Ванька и Фиска вместе пошли трактом, глухим проулком свернули в Краснояр. Парню было не по пути, но у него не было воли оставить ее: он шел, словно его вели на поводу.
— Тебе же в Албазин… — сказала с легкой насмешкой Фиска.
— Да. Но ведь я же должен проводить тебя до ворот, так в городах заведено… Кто глянется, того провожают, — придержав дыхание, ответил Ванька.
— А я тебе поглянулась? — в упор спросила девушка.
— Сама видишь… Не пошел бы иначе, — смущенно засмеялся он.
— У тебя матка, сказывают, злая? — продолжала расспрашивать Фиска.
— Ну, что ж: злая она. Сознаюсь. Что из того?
— Ничего…
— Тебе не с маткой жить — со мною, — осмелел Ванька и тут же устыдился собственных слов. «А Груня… куда?» — подумал он со стыдом и болью.
— «Жить»… Я тебе слово пока не давала, — холодно заметила Фиска, сама не зная, зачем она говорит так неласково и отчужденно: в сердце было другое.
— И верно… — вяло согласился Ванька.
Если б эта красотка решительно оттолкнула его сейчас, он возблагодарил бы судьбу, самому же отстать от нее у него недоставало сил, ее влекущие глаза точно отрезали ему путь к бегству. Он хмуро замолчал.
Фиске стало стыдно своей неоправданной суровости, стало жаль парня.
— Так я поглянулась тебе? — мягко спросила она. — А почему ты не спросишь меня о том же?
Ванька выглядел потерянным, — зачем увязался он за этой внезапно полонившей его чудесной девушкой? Что будет с ним? Фиска заметила волнение своего спутника, его непонятное раздумье:
— Чего ж молчишь?
— Нет… — встрепенулся он. — Почему же, могу и спросить…
— Спрашивай!.. Нет, лучше не спрашивай: все равно скажу — и ты поглянулся мне, — она старалась не глядеть на него.
У Ваньки захватило дух. Он поймал Фискину податливую руку и крепко стиснул ее:
— Кажись, ты судьба моя!
— Кажись… — засмеялась Фиска, и чудные глаза ее вспыхнули.
Она уже не стеснялась больше после этих слов, заговорила быстро и непринужденно, заглядывала ему в лицо. Они были здесь одни, в этом огороженном глухими стенами проулке.
Ванька тоже почувствовал себя свободнее после того, как состоялась это неожиданное признание. Он еле поспевал отвечать на Фискину трескотню… Но от нее не могло укрыться: сквозь явную радость парня просвечивает какая-то глубоко затаенная необъяснимая печаль.
— Что ты… будто не в себе? — спросила она с тревогой…

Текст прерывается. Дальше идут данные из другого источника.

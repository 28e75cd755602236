//! zen-gcn CLI
//!
//! Trains the two-layer GCN on Zachary's Karate Club, prints one line per
//! epoch, then the predicted club of every member.

use std::path::PathBuf;

use clap::{value_parser, Arg, ArgAction, ArgMatches, Command};
use zen_gcn::gnn::training::{accuracy, predicted_classes};
use zen_gcn::gnn::{karate, EpochResult, GCNModel, GCNTrainer, NodeFeatures};
use zen_gcn::{AggregationMethod, ExperimentConfig, GNNError, GNNResult, Normalization, OptimizerType};

fn main() {
    env_logger::init();

    let matches = create_cli().get_matches();

    if let Err(e) = run(&matches) {
        eprintln!("error: {}", e);
        std::process::exit(1);
    }
}

fn create_cli() -> Command {
    Command::new("zen-gcn")
        .version(zen_gcn::VERSION)
        .about("Semi-supervised GCN node classification on Zachary's Karate Club")
        .long_about(
            r#"
Trains a graph convolutional network on the 34-member karate club with a single
labeled member per faction (node 0 -> class 0, node 33 -> class 1) and reports
the predicted faction of every member.

EXAMPLES:
  zen-gcn
  zen-gcn --epochs 50 --hidden 8 --aggregation mean --normalize
  zen-gcn --config experiment.json --export-frames frames.json
"#,
        )
        .arg(
            Arg::new("config")
                .long("config")
                .short('c')
                .value_name("PATH")
                .value_parser(value_parser!(PathBuf))
                .help("JSON experiment config; flags below override it"),
        )
        .arg(
            Arg::new("epochs")
                .long("epochs")
                .short('e')
                .value_name("N")
                .value_parser(value_parser!(usize))
                .help("Number of training epochs [default: 30]"),
        )
        .arg(
            Arg::new("learning-rate")
                .long("learning-rate")
                .short('l')
                .value_name("LR")
                .value_parser(value_parser!(f32))
                .help("Optimizer learning rate [default: 0.01]"),
        )
        .arg(
            Arg::new("hidden")
                .long("hidden")
                .value_name("DIM")
                .value_parser(value_parser!(usize))
                .help("Hidden layer width [default: 5]"),
        )
        .arg(
            Arg::new("seed")
                .long("seed")
                .short('s')
                .value_name("SEED")
                .value_parser(value_parser!(u64))
                .help("Parameter initialization seed [default: 0]"),
        )
        .arg(
            Arg::new("aggregation")
                .long("aggregation")
                .short('a')
                .value_name("METHOD")
                .value_parser(["sum", "mean", "max"])
                .help("Neighbor reducer [default: sum]"),
        )
        .arg(
            Arg::new("optimizer")
                .long("optimizer")
                .value_name("NAME")
                .value_parser(["adam", "sgd"])
                .help("Optimizer [default: adam]"),
        )
        .arg(
            Arg::new("normalize")
                .long("normalize")
                .action(ArgAction::SetTrue)
                .help("Scale messages by 1/sqrt(deg(src) * deg(dst))"),
        )
        .arg(
            Arg::new("self-loops")
                .long("self-loops")
                .action(ArgAction::SetTrue)
                .help("Let every node message itself"),
        )
        .arg(
            Arg::new("export-frames")
                .long("export-frames")
                .value_name("PATH")
                .value_parser(value_parser!(PathBuf))
                .help("Write per-epoch embedding frames as JSON"),
        )
}

fn load_config(matches: &ArgMatches) -> GNNResult<ExperimentConfig> {
    let mut config = match matches.get_one::<PathBuf>("config") {
        Some(path) => ExperimentConfig::from_json_file(path)?,
        None => ExperimentConfig::default(),
    };

    if let Some(&epochs) = matches.get_one::<usize>("epochs") {
        config.training.epochs = epochs;
    }
    if let Some(&lr) = matches.get_one::<f32>("learning-rate") {
        config.training.learning_rate = lr;
    }
    if let Some(&hidden) = matches.get_one::<usize>("hidden") {
        config.model.hidden_dimensions = hidden;
    }
    if let Some(&seed) = matches.get_one::<u64>("seed") {
        config.model.seed = seed;
    }
    if let Some(method) = matches.get_one::<String>("aggregation") {
        config.model.aggregation = method.parse::<AggregationMethod>()?;
    }
    if let Some(name) = matches.get_one::<String>("optimizer") {
        config.training.optimizer = match name.as_str() {
            "sgd" => OptimizerType::SGD { momentum: 0.9 },
            _ => OptimizerType::default(),
        };
    }
    if matches.get_flag("normalize") {
        config.model.normalization = Normalization::Symmetric;
    }
    if matches.get_flag("self-loops") {
        config.model.add_self_loops = true;
    }

    config.validate()?;
    Ok(config)
}

fn run(matches: &ArgMatches) -> GNNResult<()> {
    let config = load_config(matches)?;

    let graph = karate::karate_club_graph()?;
    let labeled = karate::default_labeled_nodes();

    if config.model.node_dimensions != graph.node_feature_dim() {
        return Err(GNNError::InvalidConfiguration(format!(
            "The karate graph has {}-dimensional one-hot features, config asks for {}",
            graph.node_feature_dim(),
            config.model.node_dimensions
        )));
    }

    let mut model = GCNModel::with_config(config.model.clone())?;
    let mut trainer = GCNTrainer::new(config.training.clone())?
        .with_callback(|result: &EpochResult, _: &NodeFeatures| println!("{}", result));

    let results = trainer.train(&mut model, &graph, &labeled)?;

    let predicted = predicted_classes(&model.predict(&graph)?);
    let truth = karate::club_labels();

    println!();
    println!("Node | Predicted | Club");
    for (node, (p, t)) in predicted.iter().zip(&truth).enumerate() {
        println!("{:>4} | {:>9} | {:>4}", node, p, t);
    }
    println!(
        "Accuracy against the club split: {:.2}% ({} epochs, {:.3}s)",
        accuracy(&predicted, &truth)? * 100.0,
        results.history.len(),
        results.training_time
    );

    if let Some(path) = matches.get_one::<PathBuf>("export-frames") {
        results.snapshots.write_frames_json(path)?;
        println!("Wrote {} frames to {}", results.snapshots.len(), path.display());
    }

    Ok(())
}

— Нет, я ничего… А что? — заморгал он.
— Тебе лучше знать, что, — настороженно вскинула брови Фиска. — Нездоров ты, что ли?
— Да нет, здоров, Фиса, здоров! — он схватил ее за обе руки, стал трясти изо всей силы. — Вишь, как здоров… С чего ты взяла?
Он понес смешную какую-то чепуху, — только бы усыпить подозрительность девушки… только бы не ушло меж пальцев счастье, давшееся ему так внезапно и просто… Фиска успокоилась. Расстались они у Анохина гумна.